A little confused by the post,books we are stockpiling to read or have read?
Anyway I’m going with what I’m planning on reading as opposed to a best of last week/month/year.
Numerous comparisons btw 1913 and today have been made piquing my interest from a financial and economic point of view.One my BFF’s is a book reviewer and kindly dropped off a large selection off economic/financial books on this era.Should I provide a list that she suggested worth reading?
Clearly,also Meltzer given the bday..vol 1and 2.
http://www.amazon.com/History-Federal-Reserve-Volume-1913-1951/dp/0226520005
@Michael
It’s hard to take big tech protestations of NSA innocence seriously.
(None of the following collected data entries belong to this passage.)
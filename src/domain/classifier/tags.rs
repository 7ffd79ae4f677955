//! Tag derivation

use crate::domain::entry::MAX_TAGS;
use crate::domain::Locale;

/// Fixed tag vocabulary
#[derive(Debug, Clone, Copy, PartialEq, Eq, Hash)]
pub enum Tag {
    Casino,
    Betting,
    UrgeToGamble,
    Winning,
    Losing,
    Debt,
    Money,
    Shame,
    Guilt,
    Anxiety,
    Fear,
    Family,
    Loneliness,
    Boredom,
    Fatigue,
    Stress,
    Work,
    Home,
    Outdoors,
}

impl Tag {
    /// Display label stored on entries
    pub fn label(&self, locale: Locale) -> &'static str {
        match locale {
            Locale::En => match self {
                Tag::Casino => "Casino",
                Tag::Betting => "Betting",
                Tag::UrgeToGamble => "Urge to gamble",
                Tag::Winning => "Winning",
                Tag::Losing => "Losing",
                Tag::Debt => "Debt",
                Tag::Money => "Money",
                Tag::Shame => "Shame",
                Tag::Guilt => "Guilt",
                Tag::Anxiety => "Anxiety",
                Tag::Fear => "Fear",
                Tag::Family => "Family",
                Tag::Loneliness => "Loneliness",
                Tag::Boredom => "Boredom",
                Tag::Fatigue => "Fatigue",
                Tag::Stress => "Stress",
                Tag::Work => "Work",
                Tag::Home => "At home",
                Tag::Outdoors => "Outdoors",
            },
            Locale::Ru => match self {
                Tag::Casino => "Казино",
                Tag::Betting => "Ставки",
                Tag::UrgeToGamble => "Желание играть",
                Tag::Winning => "Выигрыш",
                Tag::Losing => "Проигрыш",
                Tag::Debt => "Долги",
                Tag::Money => "Деньги",
                Tag::Shame => "Стыд",
                Tag::Guilt => "Вина",
                Tag::Anxiety => "Тревога",
                Tag::Fear => "Страх",
                Tag::Family => "Семья",
                Tag::Loneliness => "Одиночество",
                Tag::Boredom => "Скука",
                Tag::Fatigue => "Усталость",
                Tag::Stress => "Стресс",
                Tag::Work => "Работа",
                Tag::Home => "Дома",
                Tag::Outdoors => "На улице",
            },
        }
    }
}

/// Keyword stem to tag, in the order tags are collected.
/// Several stems may share a tag.
const TAG_RULES: &[(&str, Tag)] = &[
    ("казино", Tag::Casino),
    ("casino", Tag::Casino),
    ("ставк", Tag::Betting),
    ("bet", Tag::Betting),
    ("wager", Tag::Betting),
    ("bookmaker", Tag::Betting),
    ("игр", Tag::UrgeToGamble),
    ("сыгра", Tag::UrgeToGamble),
    ("gambl", Tag::UrgeToGamble),
    ("urge", Tag::UrgeToGamble),
    ("slot", Tag::UrgeToGamble),
    ("poker", Tag::UrgeToGamble),
    ("выигр", Tag::Winning),
    ("win", Tag::Winning),
    ("jackpot", Tag::Winning),
    ("проигр", Tag::Losing),
    ("lost", Tag::Losing),
    ("lose", Tag::Losing),
    ("losing", Tag::Losing),
    ("loss", Tag::Losing),
    ("долг", Tag::Debt),
    ("debt", Tag::Debt),
    ("денег", Tag::Money),
    ("money", Tag::Money),
    ("cash", Tag::Money),
    ("займ", Tag::Debt),
    ("loan", Tag::Debt),
    ("credit", Tag::Debt),
    ("стыд", Tag::Shame),
    ("shame", Tag::Shame),
    ("asham", Tag::Shame),
    ("вин", Tag::Guilt),
    ("guilt", Tag::Guilt),
    ("тревог", Tag::Anxiety),
    ("беспоко", Tag::Anxiety),
    ("anxi", Tag::Anxiety),
    ("worr", Tag::Anxiety),
    ("страх", Tag::Fear),
    ("fear", Tag::Fear),
    ("afraid", Tag::Fear),
    ("scared", Tag::Fear),
    ("семь", Tag::Family),
    ("жен", Tag::Family),
    ("муж", Tag::Family),
    ("family", Tag::Family),
    ("wife", Tag::Family),
    ("husband", Tag::Family),
    ("kids", Tag::Family),
    ("одиноч", Tag::Loneliness),
    ("lonel", Tag::Loneliness),
    ("alone", Tag::Loneliness),
    ("скуч", Tag::Boredom),
    ("bored", Tag::Boredom),
    ("boring", Tag::Boredom),
    ("устал", Tag::Fatigue),
    ("tired", Tag::Fatigue),
    ("exhausted", Tag::Fatigue),
    ("стресс", Tag::Stress),
    ("stress", Tag::Stress),
    ("работ", Tag::Work),
    ("work", Tag::Work),
    ("office", Tag::Work),
    ("boss", Tag::Work),
    ("дом", Tag::Home),
    ("home", Tag::Home),
    ("couch", Tag::Home),
    ("улиц", Tag::Outdoors),
    ("street", Tag::Outdoors),
    ("outside", Tag::Outdoors),
];

/// Collect up to [`MAX_TAGS`] distinct tags whose stems occur in `text`.
///
/// Result order follows [`TAG_RULES`], not the order words appear in text.
pub fn derive_tags(text: &str) -> Vec<Tag> {
    let lower = text.to_lowercase();
    let mut tags = Vec::with_capacity(MAX_TAGS);

    for (stem, tag) in TAG_RULES {
        if tags.len() == MAX_TAGS {
            break;
        }
        if lower.contains(stem) && !tags.contains(tag) {
            tags.push(*tag);
        }
    }

    tags
}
They’ll do anything to secure the grail of profitable personalised advertising.Facebook reminds me of a book by Neil Postman called “amusing ourselves to death”. The new economy is very jobs light and they don’t pay much in taxes either.
As an intro I would recommend Where Does Money Come From? published by the New Economics Foundation in the UK.
For a great book on how our monetary system is the root of many of our problems and how we could gradually move towards a system in which the central bank create the entirety of the money supply I would recommend Positive Money’s Modernising Money: Why our monetary system is broken, and how we fix it.
A shorter, free version of this book is available here.
Happy reading.
“Keep from all thoughtful men” described Kuznet’s actions also in some detail.
But for me it made Kuznet looking like some megalomaniac statistician.
One of the worst, empty books I ever read.
Given the renewed interest in Ordnungspolitik, Jens Weidmann recommened all politicians to have it under their pillow:
Walter Eucken` s “The Foundations of Economics” is worth to mention, not exactly cheap at $90, but hey, if you compare it to
Foundations of Economics by Eucken, Walter. (Springer,2011) [Paperback] (Jan 2, 0011) coming at $ 302,
its a bargain : – )
I just bought the German original for 7.7 Euro
Adam Tooze’s new book, the great deluge, also seems to be coming out. Which looks pretty good
Santa brought me a brilliant book on economics …. I simply cannot recommend it hightly enough for enlightened hibernian citizen_serfs of the odious financial system …
GRIMM’S FAIRY TALES by J.L.C & W.C Grimm
e.g. The Golden Goose; Prudent Hans; The Robber Bridegroom; The Bremen Town Musicians; Clever Grethel; The Death of the Hen; & amongst other empirical and theoretical delights – The Vagabonds.